Unitary Control of Quantum Systems in Finite and Infinite Dimensions
Referent: Prof. Dr. M. Keyl, Freie Universität Berlin
Veranstalter: Karl-Hermann Neeb
Quantum control theory studies the dynamics of quantum systems which can be manipulated, e.g., by external controls like electro-magnetic fields. Mathematically, one of the central topics in this framework is the decision problem of controllability: Can we express an arbitrary unitary on the system’s Hilbert space as a time-evolution operator of the given dynamics with appropriate controls?
In finite dimensions this question can be completely answered in a Lie-algebraic framework. Infinite dimensions, on the other hand, trigger more challenging mathematics and require methods from operator analysis and (extensions of) infinite dimensional Lie theory.
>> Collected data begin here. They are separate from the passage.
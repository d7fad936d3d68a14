//! Decoding helpers between SQLite rows and Roster domain types.
//!
//! Timestamps are stored as RFC 3339 UTC strings with millisecond precision,
//! written by the column default in [`crate::schema::SCHEMA`].

use chrono::{DateTime, Utc};
use roster_core::{Profile, ProfileId};

use crate::{Error, Result};

pub fn decode_dt(s: &str) -> Result<DateTime<Utc>> {
  DateTime::parse_from_rfc3339(s)
    .map(|dt| dt.with_timezone(&Utc))
    .map_err(|e| Error::DateParse(e.to_string()))
}

/// Raw values read directly from a `profiles` row.
pub struct RawProfile {
  pub id:         i64,
  pub username:   String,
  pub email:      String,
  pub bio:        Option<String>,
  pub created_at: String,
}

impl RawProfile {
  /// Positional decoder matching `SELECT id, username, email, bio, created_at`.
  pub fn from_row(row: &rusqlite::Row<'_>) -> rusqlite::Result<Self> {
    Ok(Self {
      id:         row.get(0)?,
      username:   row.get(1)?,
      email:      row.get(2)?,
      bio:        row.get(3)?,
      created_at: row.get(4)?,
    })
  }

  pub fn into_profile(self) -> Result<Profile> {
    Ok(Profile {
      id:         ProfileId::new(self.id).ok_or(Error::InvalidId(self.id))?,
      username:   self.username,
      email:      self.email,
      bio:        self.bio,
      created_at: decode_dt(&self.created_at)?,
    })
  }
}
This talk will provide an introduction into this topic, and an overview on some of its central questions and results. In finite dimensions we show in particular how a system Lie algebra can be associated to a quantum control system, which leads to an easy condition for deciding controllabiliy: the celebrated Lie algebra rank conditon.
The second part of the talk shows under which assumptions the finite dimensional results can be translated more or less directly to infinite dimensions — now using infinite dimensional algebras and groups, and the strong instead of the norm topology. Beyond these assumptions a number of interesting, new open questions arise, which we will briefly sketch in an outlook.